Irgendwie schaffe ich das alles zum Auto und fahre nach Hause. Da ist es hell, da kann sortiert werden. Meine Frau staunt nur noch, als ich auslade. Sie freut sich wie zu Weihnachten. Doch der Dämpfer kommt schnell, nämlich beim Sortieren.
Die Kekse erweisen sich als acht Monate überlagert. Ich öffne sie; sie riechen seltsam. Lieber nicht. Ein Fall für die Biotonne. Jetzt weiß ich, warum der Mann vor mir nur sporadisch bei der Tafel auftauchte. Die Bananen haben Haare. Die Ananas ist verfault. Der Salat ist ziemlich welk und nachdem das entfernt wird, bleibt nicht mehr soviel übrig. Der Frischkäse ist noch einen Tag lang haltbar, der Kartoffelsalat ebenso. Drei Bockwürste - auch nur noch einen Tag haltbar - sind dabei, für jeden Tag eine und durch vier zu teilen. Vielleicht geht das ja bei kühler Lagerung... und so begutachten wir weiter.
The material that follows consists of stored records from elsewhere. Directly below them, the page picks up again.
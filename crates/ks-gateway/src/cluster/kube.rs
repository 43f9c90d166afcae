//! Kubernetes REST client
//!
//! Talks to the API server directly over HTTPS with a bearer token. Only the
//! endpoints the provisioner needs are covered.

use std::path::PathBuf;

use async_trait::async_trait;
use reqwest::{Client, RequestBuilder, Response, StatusCode};
use serde::de::DeserializeOwned;
use serde::{Deserialize, Serialize};

use ks_core::config::ClusterConfig;
use ks_core::error::ConfigError;
use ks_core::manifest::{Deployment, NamedObject, Namespace, ObjectList, ObjectMeta, Service};
use ks_core::traits::ClusterApi;
use ks_core::types::PodSummary;
use ks_core::UpstreamError;

/// Where the bearer token comes from
#[derive(Debug, Clone)]
enum TokenSource {
    /// Fixed token from configuration
    Static(String),
    /// Token file, re-read on every request so rotated tokens are picked up
    File(PathBuf),
    /// No authentication
    Anonymous,
}

/// Cluster API client backed by reqwest
pub struct KubeClient {
    http: Client,
    base_url: String,
    token: TokenSource,
}

impl KubeClient {
    /// Build a client from cluster configuration
    pub fn from_config(config: &ClusterConfig) -> Result<Self, ConfigError> {
        let mut builder = Client::builder().danger_accept_invalid_certs(config.accept_invalid_certs);

        if let Some(ca_path) = config.ca_cert_path.as_ref().filter(|p| p.exists()) {
            let pem = std::fs::read(ca_path).map_err(|e| {
                ConfigError::Invalid(format!("Failed to read CA bundle {:?}: {}", ca_path, e))
            })?;
            let cert = reqwest::Certificate::from_pem(&pem).map_err(|e| {
                ConfigError::Invalid(format!("Invalid CA bundle {:?}: {}", ca_path, e))
            })?;
            builder = builder.add_root_certificate(cert);
            tracing::debug!("Using cluster CA bundle {:?}", ca_path);
        }

        let token = match (&config.token, &config.token_path) {
            (Some(token), _) => TokenSource::Static(token.clone()),
            (None, Some(path)) if path.exists() => TokenSource::File(path.clone()),
            (None, Some(path)) => {
                tracing::warn!(
                    "Token file {:?} not found, talking to the cluster anonymously",
                    path
                );
                TokenSource::Anonymous
            }
            (None, None) => TokenSource::Anonymous,
        };

        let http = builder
            .build()
            .map_err(|e| ConfigError::Invalid(format!("Failed to build HTTP client: {}", e)))?;

        Ok(Self {
            http,
            base_url: config.api_url.trim_end_matches('/').to_string(),
            token,
        })
    }

    fn url(&self, path: &str) -> String {
        format!("{}{}", self.base_url, path)
    }

    async fn authorize(&self, request: RequestBuilder) -> Result<RequestBuilder, UpstreamError> {
        let token = match &self.token {
            TokenSource::Static(token) => token.clone(),
            TokenSource::File(path) => tokio::fs::read_to_string(path)
                .await
                .map_err(|e| UpstreamError::Request(format!("failed to read token {:?}: {}", path, e)))?
                .trim()
                .to_string(),
            TokenSource::Anonymous => return Ok(request),
        };
        Ok(request.bearer_auth(token))
    }

    async fn get<T: DeserializeOwned>(&self, path: &str) -> Result<T, UpstreamError> {
        tracing::debug!("GET {}", path);
        let request = self.authorize(self.http.get(self.url(path))).await?;
        let response = request
            .send()
            .await
            .map_err(|e| UpstreamError::Request(e.to_string()))?;
        decode(check(response).await?).await
    }

    async fn post<B: Serialize, T: DeserializeOwned>(
        &self,
        path: &str,
        body: &B,
    ) -> Result<T, UpstreamError> {
        tracing::debug!("POST {}", path);
        let request = self.authorize(self.http.post(self.url(path)).json(body)).await?;
        let response = request
            .send()
            .await
            .map_err(|e| UpstreamError::Request(e.to_string()))?;
        decode(check(response).await?).await
    }
}

/// Map non-success statuses onto upstream errors
async fn check(response: Response) -> Result<Response, UpstreamError> {
    let status = response.status();
    if status.is_success() {
        return Ok(response);
    }

    let body = response.text().await.unwrap_or_default();
    let message = serde_json::from_str::<StatusBody>(&body)
        .ok()
        .and_then(|s| s.message)
        .unwrap_or(body);

    if status == StatusCode::CONFLICT {
        Err(UpstreamError::Conflict(message))
    } else {
        Err(UpstreamError::Cluster {
            status: status.as_u16(),
            message,
        })
    }
}

async fn decode<T: DeserializeOwned>(response: Response) -> Result<T, UpstreamError> {
    response
        .json::<T>()
        .await
        .map_err(|e| UpstreamError::Request(format!("invalid response body: {}", e)))
}

/// `meta/v1/Status` as returned with error responses
#[derive(Deserialize)]
struct StatusBody {
    message: Option<String>,
}

#[derive(Deserialize)]
struct CreatedService {
    spec: CreatedServiceSpec,
}

#[derive(Deserialize)]
struct CreatedServiceSpec {
    #[serde(default)]
    ports: Vec<AllocatedPort>,
}

#[derive(Deserialize)]
#[serde(rename_all = "camelCase")]
struct AllocatedPort {
    node_port: Option<u16>,
}

#[derive(Deserialize)]
struct Pod {
    #[serde(default)]
    metadata: ObjectMeta,
    #[serde(default)]
    status: PodStatus,
}

#[derive(Default, Deserialize)]
struct PodStatus {
    phase: Option<String>,
}

#[async_trait]
impl ClusterApi for KubeClient {
    async fn list_namespaces(&self) -> Result<Vec<String>, UpstreamError> {
        let list: ObjectList<NamedObject> = self.get("/api/v1/namespaces").await?;
        Ok(list.items.into_iter().map(|o| o.metadata.name).collect())
    }

    async fn create_namespace(&self, namespace: &Namespace) -> Result<(), UpstreamError> {
        let _: NamedObject = self.post("/api/v1/namespaces", namespace).await?;
        tracing::info!("Created namespace {}", namespace.metadata.name);
        Ok(())
    }

    async fn list_deployments(&self, namespace: &str) -> Result<Vec<String>, UpstreamError> {
        let path = format!("/apis/apps/v1/namespaces/{}/deployments", namespace);
        let list: ObjectList<NamedObject> = self.get(&path).await?;
        Ok(list.items.into_iter().map(|o| o.metadata.name).collect())
    }

    async fn create_deployment(&self, deployment: &Deployment) -> Result<(), UpstreamError> {
        let namespace = deployment.metadata.namespace.as_deref().unwrap_or("default");
        let path = format!("/apis/apps/v1/namespaces/{}/deployments", namespace);
        let _: NamedObject = self.post(&path, deployment).await?;
        tracing::info!(
            "Created deployment {}/{}",
            namespace,
            deployment.metadata.name
        );
        Ok(())
    }

    async fn create_service(&self, service: &Service) -> Result<u16, UpstreamError> {
        let namespace = service.metadata.namespace.as_deref().unwrap_or("default");
        let path = format!("/api/v1/namespaces/{}/services", namespace);
        let created: CreatedService = self.post(&path, service).await?;

        let node_port = created
            .spec
            .ports
            .iter()
            .find_map(|p| p.node_port)
            .ok_or_else(|| {
                UpstreamError::Request(format!(
                    "service {} was created without a node port",
                    service.metadata.name
                ))
            })?;

        tracing::info!(
            "Created service {}/{} on node port {}",
            namespace,
            service.metadata.name,
            node_port
        );
        Ok(node_port)
    }

    async fn list_pods(&self, namespace: &str) -> Result<Vec<PodSummary>, UpstreamError> {
        let path = format!("/api/v1/namespaces/{}/pods", namespace);
        let list: ObjectList<Pod> = self.get(&path).await?;
        Ok(list
            .items
            .into_iter()
            .map(|p| PodSummary {
                name: p.metadata.name,
                phase: p.status.phase,
            })
            .collect())
    }
}

#[cfg(test)]
mod tests {
    use super::*;
    use axum::extract::Path;
    use axum::http::{HeaderMap, StatusCode};
    use axum::routing::{get, post};
    use axum::{Json, Router};
    use serde_json::{json, Value};

    /// Serve a fake API server on an ephemeral port, returning its base URL
    async fn serve(router: Router) -> String {
        let listener = tokio::net::TcpListener::bind("127.0.0.1:0").await.unwrap();
        let addr = listener.local_addr().unwrap();
        tokio::spawn(async move {
            axum::serve(listener, router).await.unwrap();
        });
        format!("http://{}", addr)
    }

    fn client(base_url: String, token: Option<&str>) -> KubeClient {
        KubeClient::from_config(&ClusterConfig {
            api_url: base_url,
            token: token.map(str::to_string),
            token_path: None,
            ca_cert_path: None,
            accept_invalid_certs: false,
            node_host: None,
        })
        .unwrap()
    }

    #[tokio::test]
    async fn test_list_namespaces_sends_bearer_token() {
        let router = Router::new().route(
            "/api/v1/namespaces",
            get(|headers: HeaderMap| async move {
                let auth = headers
                    .get("authorization")
                    .and_then(|v| v.to_str().ok())
                    .unwrap_or_default()
                    .to_string();
                if auth != "Bearer sekret" {
                    return (StatusCode::UNAUTHORIZED, Json(json!({"message": "Unauthorized"})));
                }
                (
                    StatusCode::OK,
                    Json(json!({
                        "kind": "NamespaceList",
                        "items": [
                            {"metadata": {"name": "default", "uid": "1"}},
                            {"metadata": {"name": "j19k1107", "uid": "2"}}
                        ]
                    })),
                )
            }),
        );
        let base = serve(router).await;

        let names = client(base.clone(), Some("sekret")).list_namespaces().await.unwrap();
        assert_eq!(names, vec!["default", "j19k1107"]);

        let err = client(base, None).list_namespaces().await.unwrap_err();
        assert!(matches!(err, UpstreamError::Cluster { status: 401, message } if message == "Unauthorized"));
    }

    #[tokio::test]
    async fn test_conflict_status_maps_to_conflict() {
        let router = Router::new().route(
            "/apis/apps/v1/namespaces/:ns/deployments",
            post(|Path(ns): Path<String>| async move {
                (
                    StatusCode::CONFLICT,
                    Json(json!({
                        "kind": "Status",
                        "reason": "AlreadyExists",
                        "message": format!("deployments.apps \"app\" already exists in {}", ns)
                    })),
                )
            }),
        );
        let base = serve(router).await;

        let mut deployment = crate::provision::deployment_manifest(
            &ks_core::types::ResourceNames::derive(
                &ks_core::UserIdentity::new("bob"),
                &ks_core::ImageRef::new("app"),
            )
            .unwrap(),
            &ks_core::ImageRef::new("app"),
            22,
        );
        deployment.metadata.name = "app".to_string();

        let err = client(base, None).create_deployment(&deployment).await.unwrap_err();
        assert!(matches!(err, UpstreamError::Conflict(msg) if msg.contains("already exists in bob")));
    }

    #[tokio::test]
    async fn test_create_service_returns_node_port() {
        let router = Router::new().route(
            "/api/v1/namespaces/:ns/services",
            post(|Json(mut body): Json<Value>| async move {
                body["spec"]["ports"][0]["nodePort"] = json!(31022);
                (StatusCode::CREATED, Json(body))
            }),
        );
        let base = serve(router).await;

        let names = ks_core::types::ResourceNames::derive(
            &ks_core::UserIdentity::new("bob"),
            &ks_core::ImageRef::new("ubuntu"),
        )
        .unwrap();
        let service = crate::provision::service_manifest(&names, 22);

        let port = client(base, None).create_service(&service).await.unwrap();
        assert_eq!(port, 31022);
    }

    #[tokio::test]
    async fn test_list_pods_reads_phase() {
        let router = Router::new().route(
            "/api/v1/namespaces/:ns/pods",
            get(|| async {
                Json(json!({
                    "items": [
                        {"metadata": {"name": "p-1"}, "status": {"phase": "Running"}},
                        {"metadata": {"name": "p-2"}}
                    ]
                }))
            }),
        );
        let base = serve(router).await;

        let pods = client(base, None).list_pods("bob").await.unwrap();
        assert_eq!(pods.len(), 2);
        assert_eq!(pods[0].phase.as_deref(), Some("Running"));
        assert_eq!(pods[1].phase, None);
    }

    #[tokio::test]
    async fn test_unreachable_server_is_request_error() {
        let listener = std::net::TcpListener::bind("127.0.0.1:0").unwrap();
        let addr = listener.local_addr().unwrap();
        drop(listener);

        let err = client(format!("http://{}", addr), None)
            .list_namespaces()
            .await
            .unwrap_err();
        assert!(matches!(err, UpstreamError::Request(_)));
    }

    #[test]
    fn test_static_token_wins_over_file() {
        let client = KubeClient::from_config(&ClusterConfig {
            api_url: "https://example:6443/".to_string(),
            token: Some("abc".to_string()),
            token_path: Some(PathBuf::from("/does/not/exist")),
            ca_cert_path: Some(PathBuf::from("/does/not/exist")),
            accept_invalid_certs: false,
            node_host: None,
        })
        .unwrap();

        assert!(matches!(client.token, TokenSource::Static(ref t) if t == "abc"));
        assert_eq!(client.url("/api/v1/namespaces"), "https://example:6443/api/v1/namespaces");
    }
}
Am Ende sind rund die Hälfte der Lebensmittel als extrem zweifelhaft aussortiert worden wegen Schimmel, Angefaultem, streng Riechendem usw.
Im dunklen Kellerraum hat das keiner sehen können und so ist den Tafelmitarbeitern auch kein Vorwurf zu machen. Die haben ihr Bestes gegeben. Nur drängt sich mir der Gedanke auf, was das für Geschäftsleute sind, die so etwas den Menschen als vermeintliche „Spende“ zumuten. Alles zusammen hätte wohl durchaus für drei Tage ausgereicht - und meine ganze Familie mit hoher Wahrscheinlichkeit auch ins Krankenhaus gebracht. Mindestens jedoch zum Arztbesuch gezwungen. Das, was genießbar ist, reicht nicht für drei Tage. Ziemlich ernüchternd. Macht nichts. Die Mehrheit der Deutschen ist sowieso zu dick. Ich weiß wirklich nicht, ob ich die Tafel noch einmal besuchen werde.
Was mich dabei am Meisten schockiert, sind nicht die Beschimpfungen während des Wartens und die entwürdigende und deprimierende Tatsache der Armenspeisung. Es ist auch nicht die Tatsache, dass Geschäftsleute sozial Schwache als Biomüllentsorger missbrauchen, und nicht die Tatsache, dass sowohl Politiker wie auch Medien solche Verhältnisse totschweigen. Was mich wirklich schockiert sind die vielen bekannten Gesichter. Die Gesichter derjenigen, die mit mir dort gewartet haben. Die Gesichter der Personen, von denen jeder annimmt, dass sie Arbeit haben. Wirklich toll, so etwas. Es lebe der Aufschwung!